Shaare Zedek Medical Center

Status

Completed

Conditions

Osteoporotic Fracture

Treatments

Procedure: Letter Group
Procedure: Intervention Group

Study type

Interventional

Funder types

Other

Identifiers

NCT02239523
201497CTIL

Details and patient eligibility

About

Patients who present with fragility fractures are consistently under-evaluated and under-treated for underlying osteoporosis. This point of care represents a lost opportunity to prevent future fractures. The medical field treats the fracture as if the fall is the problem, but bone quality is the real problem. Studies have consistently shown that the recommendations of the International Osteoporosis Foundation and World Health Organization are not being followed.

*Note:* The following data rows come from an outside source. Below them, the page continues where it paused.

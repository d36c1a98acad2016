use cfront::config::{Config, DirectivePolicy};
use cfront::utils::compilation::Compilation;
use clap::Parser;
use std::path::Path;
use std::process::ExitCode;

#[derive(Parser, Debug)]
#[clap(about, long_about = None)]
struct Args {
    /// Report preprocessor directives instead of skipping them
    #[clap(long, value_parser)]
    reject_directives: bool,

    /// Do not pre-declare the functions of included standard headers
    #[clap(long, value_parser)]
    no_builtins: bool,

    /// Allow calls to functions defined later in the file
    #[clap(long, value_parser)]
    forward_calls: bool,

    #[clap(value_parser)]
    input_source_files: Vec<String>,
}

fn main() -> ExitCode {
    env_logger::init();
    let args = Args::parse();

    if args.input_source_files.is_empty() {
        eprintln!("Error: at least one source file has to be provided");
        return ExitCode::from(2);
    }

    let config = Config {
        directives: if args.reject_directives {
            DirectivePolicy::Reject
        } else {
            DirectivePolicy::Skip
        },
        builtins: !args.no_builtins,
        forward_calls: args.forward_calls,
    };
    let compilation = Compilation::with_config(config);

    let mut sources = vec![];
    for filename in &args.input_source_files {
        match Compilation::read_source(Path::new(filename)) {
            Ok(source) => sources.push(source),
            Err(err) => {
                eprintln!("Error: {}", err);
                return ExitCode::from(2);
            }
        }
    }

    let mut accepted = true;
    let analyses = compilation.analyze_all(&sources);
    for (filename, analysis) in args.input_source_files.iter().zip(&analyses) {
        for diagnostic in &analysis.diagnostics {
            println!("{}:{}", filename, diagnostic);
        }
        accepted &= analysis.is_accepted();
    }

    if accepted {
        ExitCode::SUCCESS
    } else {
        ExitCode::from(1)
    }
}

Orthopedics treats the patients for their fractures and primary care physicians focus on general health but no one is taking responsibility for bone health. Strategies to convince primary care to assume care have not succeeded. On the other hand, strategies where orthopedics takes some responsibility have shown success. This prospective 2-arm study will evaluate the success of effort by an academic orthopedic department in osteoporosis evaluation and treatment. We hypothesize that with greater effort by the orthopedic department, the better the adherence to standards of care. A cost benefit analysis will be made in parallel.

Full description

Patients who present to the orthopedic department in a level I trauma center will be prospectively randomized into one of two groups:

Letter Group: At time of discharge, patients will be sent home with a discharge letter that includes standard recommendations for evaluation and treatment. They will be asked to give the letter to their primary care physician.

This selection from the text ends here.